How can I backup a MongoDB GridFS database the easiest way? - mongodb

Like the title says, I have a MongoDB GridFS database with a whole range of file types (e.g., text, pdf, xls), and I want to backup this database the easiest way.
Replication is not an option. Preferably I'd like to do it the usual database way of dumping the database to file and then backup that file (which could be used to restore the entire database 100% later on if needed). Can that be done with mongodump? I also want the backup to be incremental. Will that be a problem with GridFS and mongodump?
Most importantly, is that the best way of doing it? I am not that familiar with MongoDB, will mongodump work as well as mysqldump does with MySQL? Whats the best practice for MongoDB GridFS and incremental backups?

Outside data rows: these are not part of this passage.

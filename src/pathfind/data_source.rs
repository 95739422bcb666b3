use crate::hex::HexPoint;
use crate::map::{FeatureType, MapModel, MovementCost, TerrainType, UnitMovementType};

/// Cost a data source reports for an edge it refused to offer. High enough
/// that no finished path ever prefers it.
pub const UNREACHABLE_COST: f64 = 200.0;

/// Graph view the pathfinder searches over. Implementations decide which
/// neighbors are reachable and what each step costs.
pub trait PathfinderDataSource {
    /// Neighbors of `from` that the searched unit may step onto.
    fn walkable_adjacent_tiles(&self, from: HexPoint) -> Vec<HexPoint>;

    /// Cost of the step from `from` onto the adjacent `to`.
    fn cost_to_move(&self, from: HexPoint, to: HexPoint) -> f64;
}

/// Knobs for [`MoveTypeIgnoreUnitsDataSource`].
#[derive(Debug, Clone, Copy)]
pub struct MoveTypeIgnoreUnitsOptions {
    /// Carried for visibility-aware callers; this source searches the whole
    /// map either way.
    pub ignore_sight: bool,
    /// Walkers may end up on ocean tiles (late-game embarkation tech).
    pub can_enter_ocean: bool,
    /// Walkers may step onto passable water tiles.
    pub can_embark: bool,
}

impl Default for MoveTypeIgnoreUnitsOptions {
    fn default() -> Self {
        MoveTypeIgnoreUnitsOptions {
            ignore_sight: true,
            can_enter_ocean: false,
            can_embark: false,
        }
    }
}

/// Movement-type based graph view that ignores units on the map.
pub struct MoveTypeIgnoreUnitsDataSource<'a> {
    map: &'a MapModel,
    movement_type: UnitMovementType,
    options: MoveTypeIgnoreUnitsOptions,
}

impl<'a> MoveTypeIgnoreUnitsDataSource<'a> {
    pub fn new(
        map: &'a MapModel,
        movement_type: UnitMovementType,
        options: MoveTypeIgnoreUnitsOptions,
    ) -> Self {
        MoveTypeIgnoreUnitsDataSource {
            map,
            movement_type,
            options,
        }
    }

    /// Embarked walkers pay swim costs while on water.
    fn effective_type(&self, target_is_water: bool) -> UnitMovementType {
        if self.movement_type == UnitMovementType::Walk
            && target_is_water
            && (self.options.can_embark || self.options.can_enter_ocean)
        {
            UnitMovementType::Swim
        } else {
            self.movement_type
        }
    }
}

impl PathfinderDataSource for MoveTypeIgnoreUnitsDataSource<'_> {
    fn walkable_adjacent_tiles(&self, from: HexPoint) -> Vec<HexPoint> {
        let mut walkable = Vec::new();

        for neighbor in from.neighbors() {
            let Ok(to_tile) = self.map.tile(neighbor) else {
                continue;
            };

            if self.movement_type == UnitMovementType::Walk {
                if to_tile.terrain == TerrainType::Ocean && !self.options.can_enter_ocean {
                    continue;
                }
                if to_tile.is_water()
                    && self.options.can_embark
                    && to_tile.is_impassable(UnitMovementType::Swim)
                {
                    continue;
                }
                if to_tile.is_land() && to_tile.is_impassable(UnitMovementType::Walk) {
                    continue;
                }
            } else {
                if to_tile.terrain == TerrainType::Ocean && !self.options.can_enter_ocean {
                    continue;
                }
                if to_tile.is_water() && to_tile.is_impassable(UnitMovementType::Swim) {
                    continue;
                }
            }

            let effective = self.effective_type(to_tile.is_water());
            if self.map.movement_cost(effective, from, neighbor).is_impassable() {
                continue;
            }

            walkable.push(neighbor);
        }

        walkable
    }

    fn cost_to_move(&self, from: HexPoint, to: HexPoint) -> f64 {
        let target_is_water = self.map.tile(to).is_ok_and(|tile| tile.is_water());
        let effective = self.effective_type(target_is_water);

        match self.map.movement_cost(effective, from, to) {
            MovementCost::Moves(moves) => moves,
            MovementCost::Impassable => UNREACHABLE_COST,
        }
    }
}

/// Graph view for city border growth. Every valid tile is reachable; the
/// cost expresses how hard a tile is to claim rather than to walk.
pub struct InfluenceDataSource<'a> {
    map: &'a MapModel,
}

impl<'a> InfluenceDataSource<'a> {
    pub fn new(map: &'a MapModel) -> Self {
        InfluenceDataSource { map }
    }
}

impl PathfinderDataSource for InfluenceDataSource<'_> {
    fn walkable_adjacent_tiles(&self, from: HexPoint) -> Vec<HexPoint> {
        from.neighbors()
            .into_iter()
            .filter(|&neighbor| self.map.valid(neighbor))
            .collect()
    }

    fn cost_to_move(&self, from: HexPoint, to: HexPoint) -> f64 {
        let Ok(to_tile) = self.map.tile(to) else {
            return UNREACHABLE_COST;
        };

        let mut cost = 0;

        let direction = from.direction_towards(to);
        if self.map.is_river_to_cross(from, direction) {
            cost += 1;
        }

        if to_tile.is_hills {
            cost += 2;
        } else if to_tile.has_feature(FeatureType::Mountains) {
            cost += 3;
        } else {
            cost += 1;
            if to_tile.feature != FeatureType::None {
                cost += 1;
            }
        }

        cost.max(1) as f64
    }
}

#[cfg(test)]
mod tests {
    use super::*;
    use crate::hex::HexDirection;
    use crate::map::FlowDirection;

    fn grass_map() -> MapModel {
        let mut map = MapModel::new(8, 8).unwrap();
        for point in map.points() {
            map.tile_mut(point).unwrap().terrain = TerrainType::Grass;
        }
        map
    }

    #[test]
    fn walkers_do_not_get_water_neighbors() {
        let mut map = grass_map();
        let point = HexPoint::new(4, 4);
        let blocked = point.neighbor(HexDirection::North);
        map.tile_mut(blocked).unwrap().terrain = TerrainType::Shore;

        let source = MoveTypeIgnoreUnitsDataSource::new(
            &map,
            UnitMovementType::Walk,
            MoveTypeIgnoreUnitsOptions::default(),
        );
        let walkable = source.walkable_adjacent_tiles(point);
        assert!(!walkable.contains(&blocked));
        assert_eq!(walkable.len(), 5);
    }

    #[test]
    fn embarking_opens_shore_but_not_ocean() {
        let mut map = grass_map();
        let point = HexPoint::new(4, 4);
        let shore = point.neighbor(HexDirection::North);
        let ocean = point.neighbor(HexDirection::South);
        map.tile_mut(shore).unwrap().terrain = TerrainType::Shore;
        map.tile_mut(ocean).unwrap().terrain = TerrainType::Ocean;

        let options = MoveTypeIgnoreUnitsOptions {
            can_embark: true,
            ..MoveTypeIgnoreUnitsOptions::default()
        };
        let source = MoveTypeIgnoreUnitsDataSource::new(&map, UnitMovementType::Walk, options);
        let walkable = source.walkable_adjacent_tiles(point);
        assert!(walkable.contains(&shore));
        assert!(!walkable.contains(&ocean));
    }

    #[test]
    fn sight_flag_does_not_change_the_graph() {
        let map = grass_map();
        let point = HexPoint::new(4, 4);

        let all_seen = MoveTypeIgnoreUnitsDataSource::new(
            &map,
            UnitMovementType::Walk,
            MoveTypeIgnoreUnitsOptions::default(),
        );
        let sight_limited = MoveTypeIgnoreUnitsDataSource::new(
            &map,
            UnitMovementType::Walk,
            MoveTypeIgnoreUnitsOptions {
                ignore_sight: false,
                ..MoveTypeIgnoreUnitsOptions::default()
            },
        );

        assert_eq!(
            all_seen.walkable_adjacent_tiles(point),
            sight_limited.walkable_adjacent_tiles(point)
        );
    }

    #[test]
    fn swimmers_stay_off_land() {
        let mut map = MapModel::new(8, 8).unwrap();
        for point in map.points() {
            map.tile_mut(point).unwrap().terrain = TerrainType::Shore;
        }
        let point = HexPoint::new(4, 4);
        let land = point.neighbor(HexDirection::NorthEast);
        map.tile_mut(land).unwrap().terrain = TerrainType::Grass;

        let options = MoveTypeIgnoreUnitsOptions {
            can_enter_ocean: true,
            ..MoveTypeIgnoreUnitsOptions::default()
        };
        let source = MoveTypeIgnoreUnitsDataSource::new(&map, UnitMovementType::Swim, options);
        let walkable = source.walkable_adjacent_tiles(point);
        assert!(!walkable.contains(&land));
    }

    #[test]
    fn reefs_block_swimmers() {
        let mut map = MapModel::new(8, 8).unwrap();
        for point in map.points() {
            map.tile_mut(point).unwrap().terrain = TerrainType::Shore;
        }
        let point = HexPoint::new(4, 4);
        let reef = point.neighbor(HexDirection::SouthEast);
        map.tile_mut(reef).unwrap().feature = FeatureType::Reef;

        assert!(
            map.movement_cost(UnitMovementType::Swim, point, reef)
                .is_impassable()
        );

        let source = MoveTypeIgnoreUnitsDataSource::new(
            &map,
            UnitMovementType::Swim,
            MoveTypeIgnoreUnitsOptions::default(),
        );
        assert!(!source.walkable_adjacent_tiles(point).contains(&reef));
    }

    #[test]
    fn influence_cost_has_a_floor_of_one() {
        let map = grass_map();
        let source = InfluenceDataSource::new(&map);
        let from = HexPoint::new(4, 4);
        let to = from.neighbor(HexDirection::North);
        assert_eq!(source.cost_to_move(from, to), 1.0);
    }

    #[test]
    fn influence_prefers_flat_over_hills_and_rivers() {
        let mut map = grass_map();
        let from = HexPoint::new(4, 4);
        let hilly = from.neighbor(HexDirection::NorthEast);
        map.tile_mut(hilly).unwrap().is_hills = true;
        map.tile_mut(from)
            .unwrap()
            .set_river_flow(FlowDirection::East);

        let source = InfluenceDataSource::new(&map);
        assert_eq!(source.cost_to_move(from, hilly), 2.0);
        assert_eq!(
            source.cost_to_move(from, from.neighbor(HexDirection::North)),
            2.0
        );
    }
}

I am running Linux if that makes any difference.

GridFS stores files in two collections: fs.files and fs.chunks.
More information on this may be found in the GridFS Specification document:
http://www.mongodb.org/display/DOCS/GridFS+Specification
Both collections may be backed up using mongodump, the same as any other collection. The documentation on mongodump may be found here:
http://www.mongodb.org/display/DOCS/Import+Export+Tools#ImportExportTools-mongodump
From a terminal, this would look something like the following:
For this demonstration, my db name is "gridFS":
First, mongodump is used to back the fs.files and fs.chunks collections to a folder on my desktop:
$ bin/mongodump --db gridFS --collection fs.chunks --out /Desktop
connected to: 127.0.0.1
DATABASE: gridFS to /Desktop/gridFS
gridFS.fs.chunks to /Desktop/gridFS/fs.chunks.bson
3 objects
$ bin/mongodump --db gridFS --collection fs.files --out /Desktop
connected to: 127.0.0.1
DATABASE: gridFS to /Desktop/gridFS
gridFS.fs.files to /Users/mbastien/Desktop/gridfs/gridFS/fs.files.bson
3 objects
Now, mongorestore is used to pull the backed-up collections into a new (for the purpose of demonstration) database called "gridFScopy"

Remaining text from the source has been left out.